= ACTIVITY =
From the records below, count the lines holding the string "handlers". Only the number is wanted.

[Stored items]
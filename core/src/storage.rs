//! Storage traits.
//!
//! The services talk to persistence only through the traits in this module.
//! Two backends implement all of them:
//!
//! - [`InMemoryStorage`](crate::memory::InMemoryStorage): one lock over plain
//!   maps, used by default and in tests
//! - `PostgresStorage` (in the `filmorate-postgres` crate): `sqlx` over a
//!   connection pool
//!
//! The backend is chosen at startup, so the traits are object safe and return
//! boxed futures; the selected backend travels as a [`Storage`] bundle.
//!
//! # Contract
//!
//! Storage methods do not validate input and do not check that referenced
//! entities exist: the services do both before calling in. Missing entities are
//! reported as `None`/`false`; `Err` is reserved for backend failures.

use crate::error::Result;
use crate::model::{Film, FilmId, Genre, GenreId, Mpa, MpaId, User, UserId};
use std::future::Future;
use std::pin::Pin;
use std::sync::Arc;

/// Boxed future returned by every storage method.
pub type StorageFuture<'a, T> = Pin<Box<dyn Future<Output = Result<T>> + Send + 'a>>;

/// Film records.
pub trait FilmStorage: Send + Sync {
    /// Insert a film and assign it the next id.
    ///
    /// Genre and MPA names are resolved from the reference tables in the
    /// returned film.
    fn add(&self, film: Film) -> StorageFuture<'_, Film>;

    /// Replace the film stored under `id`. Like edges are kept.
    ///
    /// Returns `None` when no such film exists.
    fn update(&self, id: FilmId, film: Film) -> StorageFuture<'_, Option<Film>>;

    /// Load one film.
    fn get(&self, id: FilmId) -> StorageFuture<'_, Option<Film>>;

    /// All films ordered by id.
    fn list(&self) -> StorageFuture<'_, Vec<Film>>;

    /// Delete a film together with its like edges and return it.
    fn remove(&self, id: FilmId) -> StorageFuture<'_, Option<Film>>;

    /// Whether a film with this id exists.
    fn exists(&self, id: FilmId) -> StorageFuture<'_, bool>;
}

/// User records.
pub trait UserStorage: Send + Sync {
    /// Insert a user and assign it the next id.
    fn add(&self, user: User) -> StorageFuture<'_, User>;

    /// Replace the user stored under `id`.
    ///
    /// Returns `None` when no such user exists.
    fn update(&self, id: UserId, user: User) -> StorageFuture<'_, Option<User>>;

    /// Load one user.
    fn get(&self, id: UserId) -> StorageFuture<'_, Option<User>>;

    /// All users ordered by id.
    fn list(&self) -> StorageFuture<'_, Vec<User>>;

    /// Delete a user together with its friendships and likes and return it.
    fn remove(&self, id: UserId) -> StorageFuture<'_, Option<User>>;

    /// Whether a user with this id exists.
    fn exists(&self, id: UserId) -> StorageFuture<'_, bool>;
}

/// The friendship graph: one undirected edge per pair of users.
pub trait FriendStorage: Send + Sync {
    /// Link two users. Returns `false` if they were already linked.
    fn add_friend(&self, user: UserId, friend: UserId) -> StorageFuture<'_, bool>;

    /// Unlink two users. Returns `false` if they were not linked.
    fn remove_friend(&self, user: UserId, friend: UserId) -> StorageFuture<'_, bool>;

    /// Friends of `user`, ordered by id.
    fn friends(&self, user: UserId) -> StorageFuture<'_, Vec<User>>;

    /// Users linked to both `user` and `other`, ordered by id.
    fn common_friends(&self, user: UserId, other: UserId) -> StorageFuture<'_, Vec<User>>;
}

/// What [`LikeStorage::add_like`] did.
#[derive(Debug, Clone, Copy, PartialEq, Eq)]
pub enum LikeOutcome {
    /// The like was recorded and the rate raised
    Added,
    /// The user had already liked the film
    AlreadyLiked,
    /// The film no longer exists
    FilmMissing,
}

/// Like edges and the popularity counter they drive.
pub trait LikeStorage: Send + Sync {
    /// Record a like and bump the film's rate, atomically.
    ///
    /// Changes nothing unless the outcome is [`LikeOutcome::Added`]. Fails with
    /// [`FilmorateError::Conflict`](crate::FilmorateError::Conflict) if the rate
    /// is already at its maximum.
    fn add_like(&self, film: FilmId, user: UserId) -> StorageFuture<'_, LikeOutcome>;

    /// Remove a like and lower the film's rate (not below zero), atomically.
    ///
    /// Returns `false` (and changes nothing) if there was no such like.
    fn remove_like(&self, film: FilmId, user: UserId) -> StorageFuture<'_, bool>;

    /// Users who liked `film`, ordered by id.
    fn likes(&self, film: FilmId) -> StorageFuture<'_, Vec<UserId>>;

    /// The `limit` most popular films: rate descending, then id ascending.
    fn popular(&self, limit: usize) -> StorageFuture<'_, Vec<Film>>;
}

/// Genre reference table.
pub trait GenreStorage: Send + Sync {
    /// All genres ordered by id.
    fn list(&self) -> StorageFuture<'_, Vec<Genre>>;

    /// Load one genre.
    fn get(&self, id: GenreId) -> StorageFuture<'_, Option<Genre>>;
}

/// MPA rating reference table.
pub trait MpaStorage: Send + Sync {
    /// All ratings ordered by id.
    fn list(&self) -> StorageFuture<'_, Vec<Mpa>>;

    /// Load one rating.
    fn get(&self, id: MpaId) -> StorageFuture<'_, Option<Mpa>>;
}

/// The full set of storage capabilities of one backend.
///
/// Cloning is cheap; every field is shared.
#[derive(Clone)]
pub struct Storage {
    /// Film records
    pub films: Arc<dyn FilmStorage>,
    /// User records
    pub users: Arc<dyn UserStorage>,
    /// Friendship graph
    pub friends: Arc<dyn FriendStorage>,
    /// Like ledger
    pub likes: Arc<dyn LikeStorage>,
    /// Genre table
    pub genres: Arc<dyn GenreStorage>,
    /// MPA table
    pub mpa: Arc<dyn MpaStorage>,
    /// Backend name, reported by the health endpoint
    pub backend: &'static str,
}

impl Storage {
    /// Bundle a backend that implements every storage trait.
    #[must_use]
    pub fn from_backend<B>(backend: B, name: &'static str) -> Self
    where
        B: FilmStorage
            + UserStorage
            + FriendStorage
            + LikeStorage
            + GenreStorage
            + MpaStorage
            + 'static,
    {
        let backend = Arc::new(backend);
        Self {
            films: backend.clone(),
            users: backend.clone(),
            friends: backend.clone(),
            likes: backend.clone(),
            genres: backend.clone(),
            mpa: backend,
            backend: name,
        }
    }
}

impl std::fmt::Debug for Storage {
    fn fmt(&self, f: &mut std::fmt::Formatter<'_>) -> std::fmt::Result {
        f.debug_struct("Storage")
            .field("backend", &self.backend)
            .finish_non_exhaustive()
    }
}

==

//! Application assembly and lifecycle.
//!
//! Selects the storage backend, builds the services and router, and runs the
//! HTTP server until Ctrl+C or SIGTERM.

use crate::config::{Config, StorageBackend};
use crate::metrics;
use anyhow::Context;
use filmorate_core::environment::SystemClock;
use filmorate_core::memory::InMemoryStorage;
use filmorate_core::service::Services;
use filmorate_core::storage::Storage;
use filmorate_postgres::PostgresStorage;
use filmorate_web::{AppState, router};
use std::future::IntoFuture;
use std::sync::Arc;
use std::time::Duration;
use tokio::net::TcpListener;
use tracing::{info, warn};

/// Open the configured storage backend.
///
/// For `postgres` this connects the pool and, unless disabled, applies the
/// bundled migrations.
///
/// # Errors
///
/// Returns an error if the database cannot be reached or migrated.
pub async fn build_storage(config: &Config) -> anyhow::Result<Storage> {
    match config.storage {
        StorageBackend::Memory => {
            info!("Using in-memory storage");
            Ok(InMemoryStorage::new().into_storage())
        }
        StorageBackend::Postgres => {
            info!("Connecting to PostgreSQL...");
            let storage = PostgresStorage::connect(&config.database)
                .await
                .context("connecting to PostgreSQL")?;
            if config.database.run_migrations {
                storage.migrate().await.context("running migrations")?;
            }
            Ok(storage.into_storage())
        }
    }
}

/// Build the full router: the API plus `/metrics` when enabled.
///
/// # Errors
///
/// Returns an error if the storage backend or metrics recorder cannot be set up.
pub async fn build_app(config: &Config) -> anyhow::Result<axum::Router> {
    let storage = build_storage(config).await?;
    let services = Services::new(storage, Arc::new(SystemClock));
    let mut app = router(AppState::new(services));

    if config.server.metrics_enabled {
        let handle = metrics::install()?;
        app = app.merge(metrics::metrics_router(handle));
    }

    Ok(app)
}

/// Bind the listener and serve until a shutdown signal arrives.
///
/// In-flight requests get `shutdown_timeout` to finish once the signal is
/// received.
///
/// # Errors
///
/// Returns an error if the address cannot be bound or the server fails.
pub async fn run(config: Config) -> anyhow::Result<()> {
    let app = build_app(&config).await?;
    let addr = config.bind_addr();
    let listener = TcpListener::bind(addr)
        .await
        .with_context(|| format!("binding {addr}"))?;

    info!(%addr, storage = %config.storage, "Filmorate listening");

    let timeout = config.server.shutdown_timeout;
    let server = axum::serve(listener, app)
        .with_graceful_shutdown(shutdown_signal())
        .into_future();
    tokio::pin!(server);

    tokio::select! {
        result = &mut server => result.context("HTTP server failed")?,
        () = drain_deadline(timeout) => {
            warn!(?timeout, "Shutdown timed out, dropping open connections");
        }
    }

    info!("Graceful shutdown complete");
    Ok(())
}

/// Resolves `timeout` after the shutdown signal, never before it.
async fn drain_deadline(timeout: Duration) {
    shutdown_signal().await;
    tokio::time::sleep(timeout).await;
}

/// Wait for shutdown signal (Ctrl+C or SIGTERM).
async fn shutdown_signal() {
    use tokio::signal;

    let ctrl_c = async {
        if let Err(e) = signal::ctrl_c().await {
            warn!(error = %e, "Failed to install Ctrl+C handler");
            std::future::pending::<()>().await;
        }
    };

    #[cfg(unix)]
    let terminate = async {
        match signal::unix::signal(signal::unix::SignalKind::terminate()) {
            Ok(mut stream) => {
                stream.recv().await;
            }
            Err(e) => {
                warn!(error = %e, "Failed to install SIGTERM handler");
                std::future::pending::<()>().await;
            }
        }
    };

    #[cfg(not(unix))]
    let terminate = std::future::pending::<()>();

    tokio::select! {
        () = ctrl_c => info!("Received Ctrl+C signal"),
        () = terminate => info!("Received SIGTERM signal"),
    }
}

==

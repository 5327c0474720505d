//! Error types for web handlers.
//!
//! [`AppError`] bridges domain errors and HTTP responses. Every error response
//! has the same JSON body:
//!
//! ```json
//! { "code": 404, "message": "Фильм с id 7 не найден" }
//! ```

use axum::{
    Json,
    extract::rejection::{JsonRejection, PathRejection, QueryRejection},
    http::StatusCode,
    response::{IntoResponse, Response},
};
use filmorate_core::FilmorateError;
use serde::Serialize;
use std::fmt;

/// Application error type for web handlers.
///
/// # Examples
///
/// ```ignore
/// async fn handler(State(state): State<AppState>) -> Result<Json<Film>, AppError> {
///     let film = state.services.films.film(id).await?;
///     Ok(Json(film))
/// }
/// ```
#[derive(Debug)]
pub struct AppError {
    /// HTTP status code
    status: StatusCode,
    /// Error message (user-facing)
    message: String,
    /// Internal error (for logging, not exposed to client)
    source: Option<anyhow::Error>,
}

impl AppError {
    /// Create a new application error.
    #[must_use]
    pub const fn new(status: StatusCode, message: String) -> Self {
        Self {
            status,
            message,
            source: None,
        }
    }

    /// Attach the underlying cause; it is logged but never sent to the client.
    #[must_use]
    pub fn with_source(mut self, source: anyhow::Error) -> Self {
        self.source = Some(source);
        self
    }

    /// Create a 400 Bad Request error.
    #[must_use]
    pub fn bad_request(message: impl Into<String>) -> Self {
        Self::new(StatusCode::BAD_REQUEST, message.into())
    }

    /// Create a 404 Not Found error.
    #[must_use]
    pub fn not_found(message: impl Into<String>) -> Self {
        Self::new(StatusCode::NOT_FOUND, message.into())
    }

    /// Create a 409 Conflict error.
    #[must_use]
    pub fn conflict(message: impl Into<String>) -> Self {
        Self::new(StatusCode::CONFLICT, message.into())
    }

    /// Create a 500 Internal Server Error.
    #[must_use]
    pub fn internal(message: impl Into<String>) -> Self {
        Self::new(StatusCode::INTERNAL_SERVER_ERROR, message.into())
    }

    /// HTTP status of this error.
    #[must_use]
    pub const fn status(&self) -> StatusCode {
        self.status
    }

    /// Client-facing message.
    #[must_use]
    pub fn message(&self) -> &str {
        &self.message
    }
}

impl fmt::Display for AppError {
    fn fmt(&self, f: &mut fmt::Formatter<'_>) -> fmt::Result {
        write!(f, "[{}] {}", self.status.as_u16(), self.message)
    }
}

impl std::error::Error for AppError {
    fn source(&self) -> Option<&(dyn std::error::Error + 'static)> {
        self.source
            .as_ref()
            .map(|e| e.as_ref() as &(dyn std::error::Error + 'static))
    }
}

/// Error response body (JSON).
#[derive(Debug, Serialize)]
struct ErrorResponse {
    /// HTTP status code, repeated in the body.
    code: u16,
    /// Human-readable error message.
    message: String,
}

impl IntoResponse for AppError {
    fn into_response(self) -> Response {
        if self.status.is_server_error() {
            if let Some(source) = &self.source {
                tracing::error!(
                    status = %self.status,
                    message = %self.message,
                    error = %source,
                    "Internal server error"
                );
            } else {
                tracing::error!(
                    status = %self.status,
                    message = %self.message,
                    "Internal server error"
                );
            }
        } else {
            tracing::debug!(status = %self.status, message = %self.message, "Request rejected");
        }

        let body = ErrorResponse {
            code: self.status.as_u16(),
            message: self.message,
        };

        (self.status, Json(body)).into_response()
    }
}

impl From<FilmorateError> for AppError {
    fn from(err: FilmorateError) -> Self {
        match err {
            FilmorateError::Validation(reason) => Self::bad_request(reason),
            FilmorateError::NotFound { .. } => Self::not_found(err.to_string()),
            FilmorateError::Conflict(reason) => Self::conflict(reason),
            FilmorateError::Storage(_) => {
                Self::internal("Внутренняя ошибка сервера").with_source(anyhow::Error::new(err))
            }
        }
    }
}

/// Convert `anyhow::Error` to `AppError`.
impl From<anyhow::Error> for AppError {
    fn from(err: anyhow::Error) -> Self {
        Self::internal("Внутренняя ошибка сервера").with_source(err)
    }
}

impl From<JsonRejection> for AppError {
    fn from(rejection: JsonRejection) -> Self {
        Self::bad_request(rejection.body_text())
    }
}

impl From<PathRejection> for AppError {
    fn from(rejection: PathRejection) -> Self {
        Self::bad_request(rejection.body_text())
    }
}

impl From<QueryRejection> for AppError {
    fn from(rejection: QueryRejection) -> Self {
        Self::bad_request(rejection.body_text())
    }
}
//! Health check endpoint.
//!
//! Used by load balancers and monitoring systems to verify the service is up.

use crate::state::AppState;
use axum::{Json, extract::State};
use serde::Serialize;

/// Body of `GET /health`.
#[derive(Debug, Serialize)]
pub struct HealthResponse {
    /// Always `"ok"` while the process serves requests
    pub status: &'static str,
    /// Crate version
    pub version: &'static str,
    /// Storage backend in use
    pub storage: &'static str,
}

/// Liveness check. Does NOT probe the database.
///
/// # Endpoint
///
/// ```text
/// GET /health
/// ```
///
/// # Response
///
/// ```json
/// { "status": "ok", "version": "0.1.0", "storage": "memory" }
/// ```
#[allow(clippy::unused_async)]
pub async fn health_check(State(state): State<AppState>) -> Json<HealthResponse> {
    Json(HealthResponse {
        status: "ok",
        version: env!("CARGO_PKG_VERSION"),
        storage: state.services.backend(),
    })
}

= COMPLETED EXERCISE =
2